Adanya peraturan presiden ini masih menjadi perbincangan karena memang dalam pelaksanaannya berjalan dengan optimal, tidak optimal, ataupun menjadi tantangan tersendiri bagi pemerintah dalam upaya menuntaskan angka prevalensi stunting pada balita di Indonesia. Beberapa yang dapat berjalan optimal adalah seperti target yang jelas berupa fokus pada penurunan angka stunting, tentunya dapat disadari bahwasanya Memiliki target yang jelas untuk menurunkan angka stunting menjadi 14% pada tahun 2024 merupakan langkah positif. Hal ini membantu mengarahkan upaya-upaya penanggulangan stunting secara lebih terarah dan terukur.

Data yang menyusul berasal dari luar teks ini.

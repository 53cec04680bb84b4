//! Host-facing errors: the synchronous half of a two-channel error
//! design. Everything here is something a caller must
//! react to immediately (a file that cannot be read, a name with invalid
//! syntax) as opposed to the `ErrorKind`/`Listener` channel, which reports
//! template-level problems without aborting a render.

use std::path::PathBuf;

use thiserror::Error;

#[derive(Error, Debug)]
pub enum Error {
    #[error("failed to read group source {path}")]
    Io {
        path: PathBuf,
        #[source]
        source: std::io::Error,
    },
    #[error("invalid template name: {0}")]
    InvalidTemplateName(String),
    #[error("unsupported delimiter character: {0:?}")]
    UnsupportedDelimiter(char),
}
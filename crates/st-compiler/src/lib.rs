//! Template and group-file compilation.
//!
//! Two independent grammars live here, sharing nothing but [`st_core`]'s
//! error taxonomy and string/span types:
//!
//! - The template-body grammar (`lexer`, `ast`, `parser`, `codegen`):
//!   `<expr>`-style holes, conditionals, maps, and sub-templates, compiled
//!   straight to [`st_bytecode::CompiledST`].
//! - The group-file grammar (`group_lexer`, `group_ast`, `group_parser`):
//!   `name(args) ::= "..."` definitions, dictionaries, aliases, regions,
//!   imports, and a `delimiters` declaration. A group file's definitions
//!   still embed template bodies, so [`compile_template_def`] hands those
//!   bodies back to the template compiler.

pub mod ast;
pub mod codegen;
pub mod group_ast;
pub mod group_lexer;
pub mod group_parser;
pub mod lexer;
pub mod parser;

pub use ast::{Arg, BuiltinFunc, Chunk, Expr, ExprStmt, IfStmt, Options, SubTemplate, TemplateRef};
pub use codegen::{compile_template, CompileUnit, DefaultValueSpec, FormalArgSpec};
pub use group_ast::{DefaultSyntax, Def, DictKey, DictValue, DictionaryDef, FormalArgSyntax, GroupFile, TemplateDef};
pub use group_parser::parse_group_file;
pub use parser::{parse_subtemplate_literal, parse_template_body};

use st_core::ErrorKind;

/// Converts a group-file template definition's formal-argument syntax
/// (strings, not yet compiled) into the `FormalArgSpec`s
/// [`compile_template`] expects, compiling any `{args | body}` default
/// values along the way, then compiles the template body itself.
pub fn compile_template_def(def: &TemplateDef, prefix: &str, delim_start: char, delim_stop: char) -> (CompileUnit, Vec<ErrorKind>) {
    let mut errors = Vec::new();
    let mut specs = Vec::with_capacity(def.formal_args.len());
    for arg in &def.formal_args {
        let default = match &arg.default {
            None => DefaultValueSpec::None,
            Some(DefaultSyntax::Str(s)) => DefaultValueSpec::Str(s.clone()),
            Some(DefaultSyntax::EmptyList) => DefaultValueSpec::EmptyList,
            Some(DefaultSyntax::Bool(b)) => DefaultValueSpec::Bool(*b),
            Some(DefaultSyntax::AnonTemplate(text, _span)) => {
                let (sub, mut sub_errors) = parse_subtemplate_literal(text, delim_start, delim_stop);
                errors.append(&mut sub_errors);
                DefaultValueSpec::AnonymousTemplate(sub)
            }
        };
        specs.push(FormalArgSpec { name: arg.name.clone(), default });
    }
    let name = def.region_owner.as_ref().map(|owner| format!("region__{owner}__{}", def.name)).unwrap_or_else(|| def.name.clone());
    let (unit, mut compile_errors) = compile_template(&name, prefix, &def.body, &specs, def.has_formal_args, delim_start, delim_stop);
    errors.append(&mut compile_errors);
    (unit, errors)
}

#[cfg(test)]
mod tests {
    use super::*;

    #[test]
    fn compiles_a_template_def_parsed_from_group_source() {
        let (file, errors) = parse_group_file(r#"hi(name) ::= "hello <name>!""#);
        assert!(errors.is_empty());
        let def = match &file.defs[0] {
            Def::Template(t) => t,
            other => panic!("expected template def, got {other:?}"),
        };
        let (unit, errors) = compile_template_def(def, "/", '<', '>');
        assert!(errors.is_empty());
        assert_eq!(unit.main.name, "hi");
        assert_eq!(unit.main.formal_arguments.len(), 1);
    }

    #[test]
    fn compiles_a_default_value_anonymous_template() {
        let (file, errors) = parse_group_file(r#"wrap(x={[<x>]}) ::= "<x>""#);
        assert!(errors.is_empty());
        let def = match &file.defs[0] {
            Def::Template(t) => t,
            other => panic!("expected template def, got {other:?}"),
        };
        let (unit, errors) = compile_template_def(def, "/", '<', '>');
        assert!(errors.is_empty());
        assert_eq!(unit.nested.len(), 1);
        assert_eq!(unit.nested[0].name, "x_default_value");
    }

    #[test]
    fn region_definition_gets_mangled_name() {
        let (file, errors) = parse_group_file(r#"@t.header() ::= "top""#);
        assert!(errors.is_empty());
        let def = match &file.defs[0] {
            Def::Region(t) => t,
            other => panic!("expected region def, got {other:?}"),
        };
        let (unit, errors) = compile_template_def(def, "/", '<', '>');
        assert!(errors.is_empty());
        assert_eq!(unit.main.name, "region__t__header");
    }
}
//! String interning for compiled templates.
//!
//! Converts heap-allocated strings into cheap `u16` handles. Comparing two
//! symbols is O(1) integer comparison, and the underlying `strings` vector
//! preserves insertion order so a disassembler can print `LOAD_STR #3` next
//! to the literal string it names without a separate lookup pass.

use indexmap::IndexSet;

/// A handle into a [`StringTable`].
///
/// Two symbols are equal iff they were produced by the same table and the
/// same insertion slot. `u16` caps a single template's string pool at 65536
/// entries, matching the 16-bit operand width of the bytecode format.
#[derive(Clone, Copy, PartialEq, Eq, Hash, PartialOrd, Ord, Debug)]
pub struct StringSym(u16);

impl StringSym {
    #[inline]
    pub fn as_u16(self) -> u16 {
        self.0
    }

    #[inline]
    pub fn from_raw(index: u16) -> Self {
        Self(index)
    }
}

/// De-duplicating, insertion-ordered string pool.
///
/// One `StringTable` is owned by each `CompiledST`; every `LOAD_STR`
/// instruction's operand is a `StringSym` into this table.
#[derive(Debug, Clone, Default)]
pub struct StringTable {
    strings: IndexSet<String>,
}

impl StringTable {
    pub fn new() -> Self {
        Self::default()
    }

    /// Intern a string, returning its existing symbol if already present.
    ///
    /// # Panics
    /// Panics if this would be the 65537th distinct string in the table.
    pub fn intern(&mut self, s: &str) -> StringSym {
        if let Some(idx) = self.strings.get_index_of(s) {
            return StringSym(idx as u16);
        }
        let (idx, _) = self.strings.insert_full(s.to_owned());
        assert!(idx <= u16::MAX as usize, "string table overflow");
        StringSym(idx as u16)
    }

    #[inline]
    pub fn resolve(&self, sym: StringSym) -> &str {
        self.strings
            .get_index(sym.0 as usize)
            .expect("StringSym from a foreign table")
    }

    #[inline]
    pub fn try_resolve(&self, sym: StringSym) -> Option<&str> {
        self.strings.get_index(sym.0 as usize).map(String::as_str)
    }

    #[inline]
    pub fn len(&self) -> usize {
        self.strings.len()
    }

    #[inline]
    pub fn is_empty(&self) -> bool {
        self.strings.is_empty()
    }

    pub fn iter(&self) -> impl Iterator<Item = (StringSym, &str)> {
        self.strings
            .iter()
            .enumerate()
            .map(|(i, s)| (StringSym(i as u16), s.as_str()))
    }
}

#[cfg(test)]
mod tests {
    use super::*;

    #[test]
    fn dedups_repeated_strings() {
        let mut t = StringTable::new();
        let a = t.intern("hello");
        let b = t.intern("world");
        let c = t.intern("hello");
        assert_eq!(a, c);
        assert_ne!(a, b);
        assert_eq!(t.len(), 2);
    }

    #[test]
    fn resolves_back_to_original_text() {
        let mut t = StringTable::new();
        let sym = t.intern("attr");
        assert_eq!(t.resolve(sym), "attr");
    }

    #[test]
    fn preserves_insertion_order() {
        let mut t = StringTable::new();
        t.intern("b");
        t.intern("a");
        t.intern("b");
        let all: Vec<_> = t.iter().map(|(_, s)| s).collect();
        assert_eq!(all, vec!["b", "a"]);
    }
}
#[cfg(test)]
mod tests {
    use super::*;
    use st_bytecode::disassemble;
    use st_core::Colors;

    fn compile(src: &str, args: &[&str]) -> CompileUnit {
        let specs: Vec<FormalArgSpec> = args.iter().map(|a| FormalArgSpec::required(*a)).collect();
        let (unit, errors) = compile_template("t", "/", src, &specs, !args.is_empty(), '<', '>');
        assert!(errors.is_empty(), "unexpected errors: {errors:?}");
        unit
    }

    #[test]
    fn plain_text_compiles_to_a_single_write_str() {
        let unit = compile("hello", &[]);
        assert_eq!(unit.main.code.len(), 3);
        assert_eq!(unit.main.code[0], Opcode::WriteStr.as_u8());
    }

    #[test]
    fn interpolation_loads_and_writes_attribute() {
        let unit = compile("<name>", &["name"]);
        let dump = disassemble(&unit.main.code, &unit.main.strings, Colors::OFF);
        assert!(dump.contains("load_attr"));
        assert!(dump.contains("write"));
    }

    #[test]
    fn separator_option_emits_options_and_write_opt() {
        let unit = compile("<names; separator=\", \">", &["names"]);
        let dump = disassemble(&unit.main.code, &unit.main.strings, Colors::OFF);
        assert!(dump.contains("options"));
        assert!(dump.contains("store_option"));
        assert!(dump.contains("write_opt"));
    }

    #[test]
    fn map_with_anonymous_subtemplate_registers_a_nested_compiled_st() {
        let unit = compile("<names:{n|<n>!}>", &["names"]);
        assert_eq!(unit.nested.len(), 1);
        assert_eq!(unit.nested[0].name, "_sub0");
        assert_eq!(unit.main.implicitly_defined_templates, vec!["_sub0".to_string()]);
        let dump = disassemble(&unit.main.code, &unit.main.strings, Colors::OFF);
        assert!(dump.contains("map"));
    }

    #[test]
    fn if_else_emits_branch_and_forward_jump() {
        let unit = compile("<if(cond)>a<else>b<endif>", &["cond"]);
        let dump = disassemble(&unit.main.code, &unit.main.strings, Colors::OFF);
        assert!(dump.contains("brf"));
        assert!(dump.contains("br "));
    }

    #[test]
    fn named_argument_call_builds_an_arg_map() {
        let unit = compile("<greet(name=who)>", &["who"]);
        let dump = disassemble(&unit.main.code, &unit.main.strings, Colors::OFF);
        assert!(dump.contains("args"));
        assert!(dump.contains("store_arg"));
        assert!(dump.contains("new_box_args"));
    }

    #[test]
    fn zip_map_with_two_sources_uses_zip_map_opcode() {
        let unit = compile("<names, phones:{n, p | <n>}>", &["names", "phones"]);
        let dump = disassemble(&unit.main.code, &unit.main.strings, Colors::OFF);
        assert!(dump.contains("zip_map"));
    }

    #[test]
    fn promoted_indent_wraps_the_expression() {
        let unit = compile("  <x>\n", &["x"]);
        let dump = disassemble(&unit.main.code, &unit.main.strings, Colors::OFF);
        assert!(dump.contains("indent"));
        assert!(dump.contains("dedent"));
    }

    #[test]
    fn non_promoted_leading_whitespace_is_literal_text() {
        let unit = compile("  hello <x>", &["x"]);
        let dump = disassemble(&unit.main.code, &unit.main.strings, Colors::OFF);
        assert!(!dump.contains("indent"));
    }
}
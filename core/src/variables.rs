//! Ordered variable sets.

use crate::Variable;
use std::fmt;

/// An ordered sequence of distinct variables.
///
/// The order is meaningful: column `i` of a binding tuple corresponds to
/// variable `i`. Equality and ordering compare the sequences.
#[derive(Debug, Clone, Default, PartialEq, Eq, Hash, PartialOrd, Ord)]
pub struct Variables {
    varseq: Vec<Variable>,
}

impl Variables {
    /// Create an empty variable set.
    pub fn new() -> Self {
        Self::default()
    }

    /// Number of variables.
    pub fn len(&self) -> usize {
        self.varseq.len()
    }

    /// Check if there are no variables.
    pub fn is_empty(&self) -> bool {
        self.varseq.is_empty()
    }

    /// Get the variable at position `i`.
    pub fn get(&self, i: usize) -> Option<&Variable> {
        self.varseq.get(i)
    }

    /// Get the first variable.
    pub fn first(&self) -> Option<&Variable> {
        self.varseq.first()
    }

    /// Check whether `var` belongs to this set.
    pub fn contains(&self, var: &Variable) -> bool {
        self.varseq.contains(var)
    }

    /// Position of `var` within the order, if present.
    pub fn position(&self, var: &Variable) -> Option<usize> {
        self.varseq.iter().position(|v| v == var)
    }

    /// Iterate over the variables in order.
    pub fn iter(&self) -> std::slice::Iter<'_, Variable> {
        self.varseq.iter()
    }

    /// The variables as a slice.
    pub fn as_slice(&self) -> &[Variable] {
        &self.varseq
    }

    /// Append `var` unless it is already present. Returns true if appended.
    pub fn push(&mut self, var: Variable) -> bool {
        if self.contains(&var) {
            return false;
        }
        self.varseq.push(var);
        true
    }

    /// Remove `var` in place. Returns its former position.
    pub fn erase(&mut self, var: &Variable) -> Option<usize> {
        let pos = self.position(var)?;
        self.varseq.remove(pos);
        Some(pos)
    }

    /// Copy of this set with `var` removed. The receiver is untouched.
    pub fn without(&self, var: &Variable) -> Self {
        let mut copy = self.clone();
        copy.erase(var);
        copy
    }

    /// Check that no variable is shared with `other`.
    pub fn is_disjoint(&self, other: &Variables) -> bool {
        self.varseq.iter().all(|v| !other.contains(v))
    }

    /// Canonical key: the variables in sorted order.
    pub fn key(&self) -> VarKey {
        let mut sorted = self.varseq.clone();
        sorted.sort();
        VarKey(sorted)
    }
}

impl FromIterator<Variable> for Variables {
    /// Collect variables, keeping the first occurrence of each.
    fn from_iter<I: IntoIterator<Item = Variable>>(iter: I) -> Self {
        let mut vars = Variables::new();
        for var in iter {
            vars.push(var);
        }
        vars
    }
}

impl<'a> IntoIterator for &'a Variables {
    type Item = &'a Variable;
    type IntoIter = std::slice::Iter<'a, Variable>;

    fn into_iter(self) -> Self::IntoIter {
        self.varseq.iter()
    }
}

impl From<Vec<Variable>> for Variables {
    fn from(vars: Vec<Variable>) -> Self {
        vars.into_iter().collect()
    }
}

impl fmt::Display for Variables {
    fn fmt(&self, f: &mut fmt::Formatter<'_>) -> fmt::Result {
        write!(f, "(")?;
        for (i, var) in self.varseq.iter().enumerate() {
            if i > 0 {
                write!(f, ", ")?;
            }
            write!(f, "{}", var)?;
        }
        write!(f, ")")
    }
}

/// Order-independent identity of a variable set.
#[derive(Debug, Clone, PartialEq, Eq, Hash, PartialOrd, Ord)]
pub struct VarKey(Vec<Variable>);

impl VarKey {
    /// The sorted variables.
    pub fn variables(&self) -> &[Variable] {
        &self.0
    }
}

/// Build a [`Variables`] from bare names.
///
/// ```
/// use xpm_core::vars;
/// let v = vars!["x", "y"];
/// assert_eq!(v.len(), 2);
/// ```
#[macro_export]
macro_rules! vars {
    () => {
        $crate::Variables::new()
    };
    ($($name:expr),+ $(,)?) => {
        [$($crate::Variable::from($name)),+]
            .into_iter()
            .collect::<$crate::Variables>()
    };
}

Selain itu, pendekatan terintegrasi dan melibatkan berbagai kementerian/Lembaga dan pemerintah daerah sudah berjalan dengan cukup optimal, seperti kolaborasi antara kementerian (Kemenkes, BKKBN, Kemendikbudristek, Kemensos, Kemendes PDTT, dan PUPR), pemerintah daerah (Provinsi dan Kabupaten/Kota), dan organisasi non-pemerintah (Organisasi masyarakat sipil, Lembaga Swadaya Masyarakat, dan dunia usaha) dapat memperkuat upaya penanggulangan stunting secara menyeluruh. Dengan adanya kolaborasi lintas sektor inipun tentunya dapat meningkatkan efisiensi dan efektivitas program-program penganggulangan stunting.
Adapun kerangka kerja yang mencakup pencegahan dan penanganan stunting yang dinilai dapat berjalan dengan optimal, seperti Rencana Aksi Nasional Percepatan Penurunan Stunting (RAN PASTI) 2018-2024: hal ini merupakan kerangka kerja nasional yang memuat strategi dan intervensi untuk percepatan penurunan stunting di Indonesia. Adanya kerangka kerja yang mencakup pencegahan dan penanganan stunting menunjukkan pendekatan yang komprehensif dalam menangani masalah ini. Langkah-langkah pencegahan yang efektif dapat membantu mengurangi jumlah kasus stunting baru, sementara penanganan yang tepat dapat memberikan dukungan kepada anak-anak yang sudah mengalami stunting.